The Professional Raft Guides of Northern Outdoors
Meet just a few of the professional raft guides who call Northern Outdoors home during Maine’s summers!
Author: Ted Tibbetts, Northern Outdoors River Guide and Professional Nomad
To many of our guests, (and maybe the rafts themselves) raft guides must seem like mythical creatures. They appear seemingly out of nowhere in the spring, dot the landscape, river, (and bar!) all summer, then slowly drop away again like autumn leaves.
Where do they go?
For many of our guides…(nay, I would have to say all), sharing their passion for whitewater isn’t just a job.
It’s a lifestyle.
And a nomadic vocational existence is just a means to support our love for river life.
So what do we do in the “off-season?” When winter winds choke the rivers with ice and it’s so cold the dog refuses to go outside, we supplement income to support our rafting habit!.
Many of our team members continue to guide in the off-season…just in a different setting. For several, the classroom serves as a natural companion to rafting season.
“There is no better job than being a raft guide and teacher,” says Trevor Donoghue, guide class of 2008 and elementary Physical Education teacher. “Your vacation time is still a vacation yet you’re making money. You’re still doing what you love to do…which is interacting with people whether they are pre-k students, 5th graders, families, or bachelor parties. You’re still interacting with people, you’re just doing it in a different reality.”

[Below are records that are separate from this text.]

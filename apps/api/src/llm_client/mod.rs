/// LLM Client — the single point of entry for all Gemini calls in Melodex.
///
/// ARCHITECTURAL RULE: No other module may call the Gemini API directly.
/// All text generation goes through `TextGenerator`.
///
/// The client returns the raw response envelope without interpretation.
/// Turning it into structured data is the job of `parser`.
use async_trait::async_trait;
use reqwest::Client;
use serde::Serialize;
use serde_json::Value;
use thiserror::Error;
use tracing::{debug, warn};

pub mod parser;
#[cfg(test)]
pub mod scripted;

const REQUEST_TIMEOUT_SECS: u64 = 120;

#[derive(Debug, Error)]
pub enum LlmError {
    #[error("HTTP error: {0}")]
    Http(#[from] reqwest::Error),

    #[error("Response body is not JSON (status {status}): {source}")]
    NonJsonBody {
        status: u16,
        #[source]
        source: serde_json::Error,
    },
}

/// Anything that can turn a prompt into a Gemini-style response envelope.
///
/// Carried in `AppState` as `Arc<dyn TextGenerator>` so the workflow can be
/// driven by a scripted generator in tests.
#[async_trait]
pub trait TextGenerator: Send + Sync {
    /// Sends `prompt` as the sole content of one request and returns the
    /// decoded envelope, error envelopes included.
    async fn generate(&self, prompt: &str) -> Result<Value, LlmError>;
}

#[derive(Debug, Serialize)]
struct GenerateRequest<'a> {
    contents: Vec<RequestContent<'a>>,
}

#[derive(Debug, Serialize)]
struct RequestContent<'a> {
    parts: Vec<RequestPart<'a>>,
}

#[derive(Debug, Serialize)]
struct RequestPart<'a> {
    text: &'a str,
}

impl<'a> GenerateRequest<'a> {
    fn single_prompt(prompt: &'a str) -> Self {
        Self {
            contents: vec![RequestContent {
                parts: vec![RequestPart { text: prompt }],
            }],
        }
    }
}

/// Wraps the Gemini `generateContent` endpoint.
#[derive(Clone)]
pub struct GeminiClient {
    client: Client,
    api_key: String,
    endpoint: String,
}

impl GeminiClient {
    pub fn new(api_key: String, endpoint: String) -> Result<Self, LlmError> {
        let client = Client::builder()
            .timeout(std::time::Duration::from_secs(REQUEST_TIMEOUT_SECS))
            .build()?;

        Ok(Self {
            client,
            api_key,
            endpoint,
        })
    }

    pub fn endpoint(&self) -> &str {
        &self.endpoint
    }
}

#[async_trait]
impl TextGenerator for GeminiClient {
    async fn generate(&self, prompt: &str) -> Result<Value, LlmError> {
        let response = self
            .client
            .post(&self.endpoint)
            .header("x-goog-api-key", &self.api_key)
            .header("content-type", "application/json")
            .json(&GenerateRequest::single_prompt(prompt))
            .send()
            .await?;

        let status = response.status();
        let body = response.text().await?;

        if !status.is_success() {
            warn!("Gemini API returned {}: {}", status, body);
        }

        let envelope: Value =
            serde_json::from_str(&body).map_err(|source| LlmError::NonJsonBody {
                status: status.as_u16(),
                source,
            })?;

        debug!(
            "Gemini call finished: status={}, prompt_chars={}",
            status,
            prompt.chars().count()
        );

        Ok(envelope)
    }
}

But it’s more than crashing through Exterminator rapid or Magic Falls, it’s about sharing the beauty of the river.
“I’m turning on people to being outdoors,” says Trevor. “There’s so many things to do in the state of Maine with rafting, fishing, climbing…it’s incredible.”

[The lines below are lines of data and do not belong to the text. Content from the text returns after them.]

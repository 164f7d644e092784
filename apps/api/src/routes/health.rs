use axum::Json;
use serde_json::{json, Value};

/// GET /health
/// Returns a simple status object with service version.
pub async fn health_handler() -> Json<Value> {
    Json(json!({
        "status": "ok",
        "version": env!("CARGO_PKG_VERSION"),
        "service": "melodex"
    }))
}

Sandi Howard, a music professor at Keene State feels the same way.
“Teaching at the College and teaching on the river both draw from my inherent love for introducing others to new experiences and new information.”
And the two venues compliment each other. “I think of teaching as a lot of long term goals and guiding with short term, immediate goals – the rapid is there, and you need to navigate through it. Working with students all year is also long term, and I find you can track growth over time.”
Having the winter and the shoulder seasons of spring and fall employment is also nice financial security, notes 20 year Penobscot veteran Todd Mercer.
Teaching provides “a stable income that allows a person to purchase more toys and somewhat reliable vehicles, campers, buses and boats of all sizes, with which to pursue our whitewater passion.”
Balancing the two can sometimes be a challenge.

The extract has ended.